Task - Would you set down the complete data below, exactly as shown?

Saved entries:
********************
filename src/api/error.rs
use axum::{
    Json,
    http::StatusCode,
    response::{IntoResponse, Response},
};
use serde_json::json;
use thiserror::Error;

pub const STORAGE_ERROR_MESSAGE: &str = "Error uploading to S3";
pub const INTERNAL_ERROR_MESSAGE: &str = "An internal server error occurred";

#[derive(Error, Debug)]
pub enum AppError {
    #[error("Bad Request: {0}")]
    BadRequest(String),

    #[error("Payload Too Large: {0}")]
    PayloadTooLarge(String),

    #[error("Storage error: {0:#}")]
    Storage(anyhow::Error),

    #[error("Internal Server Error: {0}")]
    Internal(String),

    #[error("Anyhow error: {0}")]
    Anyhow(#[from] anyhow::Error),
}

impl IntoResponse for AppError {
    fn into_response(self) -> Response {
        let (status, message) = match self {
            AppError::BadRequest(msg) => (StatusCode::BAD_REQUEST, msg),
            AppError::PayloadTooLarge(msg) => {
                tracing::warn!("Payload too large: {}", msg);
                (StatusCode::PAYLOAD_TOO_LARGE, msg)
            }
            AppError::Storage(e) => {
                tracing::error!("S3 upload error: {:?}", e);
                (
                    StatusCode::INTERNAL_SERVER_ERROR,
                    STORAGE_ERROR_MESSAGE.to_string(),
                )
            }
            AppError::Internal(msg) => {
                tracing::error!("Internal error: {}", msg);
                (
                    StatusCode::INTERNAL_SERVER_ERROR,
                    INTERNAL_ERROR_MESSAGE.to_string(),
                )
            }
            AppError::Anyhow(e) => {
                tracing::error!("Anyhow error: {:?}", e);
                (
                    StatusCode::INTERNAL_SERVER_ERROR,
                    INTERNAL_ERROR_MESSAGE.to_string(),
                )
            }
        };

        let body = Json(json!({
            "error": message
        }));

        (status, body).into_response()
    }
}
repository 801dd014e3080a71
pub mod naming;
********************
Result of this exercise -
filename src/api/error.rs
use axum::{
    Json,
    http::StatusCode,
    response::{IntoResponse, Response},
};
use serde_json::json;
use thiserror::Error;

pub const STORAGE_ERROR_MESSAGE: &str = "Error uploading to S3";
pub const INTERNAL_ERROR_MESSAGE: &str = "An internal server error occurred";

#[derive(Error, Debug)]
pub enum AppError {
    #[error("Bad Request: {0}")]
    BadRequest(String),

    #[error("Payload Too Large: {0}")]
    PayloadTooLarge(String),

    #[error("Storage error: {0:#}")]
    Storage(anyhow::Error),

    #[error("Internal Server Error: {0}")]
    Internal(String),

    #[error("Anyhow error: {0}")]
    Anyhow(#[from] anyhow::Error),
}

impl IntoResponse for AppError {
    fn into_response(self) -> Response {
        let (status, message) = match self {
            AppError::BadRequest(msg) => (StatusCode::BAD_REQUEST, msg),
            AppError::PayloadTooLarge(msg) => {
                tracing::warn!("Payload too large: {}", msg);
                (StatusCode::PAYLOAD_TOO_LARGE, msg)
            }
            AppError::Storage(e) => {
                tracing::error!("S3 upload error: {:?}", e);
                (
                    StatusCode::INTERNAL_SERVER_ERROR,
                    STORAGE_ERROR_MESSAGE.to_string(),
                )
            }
            AppError::Internal(msg) => {
                tracing::error!("Internal error: {}", msg);
                (
                    StatusCode::INTERNAL_SERVER_ERROR,
                    INTERNAL_ERROR_MESSAGE.to_string(),
                )
            }
            AppError::Anyhow(e) => {
                tracing::error!("Anyhow error: {:?}", e);
                (
                    StatusCode::INTERNAL_SERVER_ERROR,
                    INTERNAL_ERROR_MESSAGE.to_string(),
                )
            }
        };

        let body = Json(json!({
            "error": message
        }));

        (status, body).into_response()
    }
}
repository 801dd014e3080a71
pub mod naming;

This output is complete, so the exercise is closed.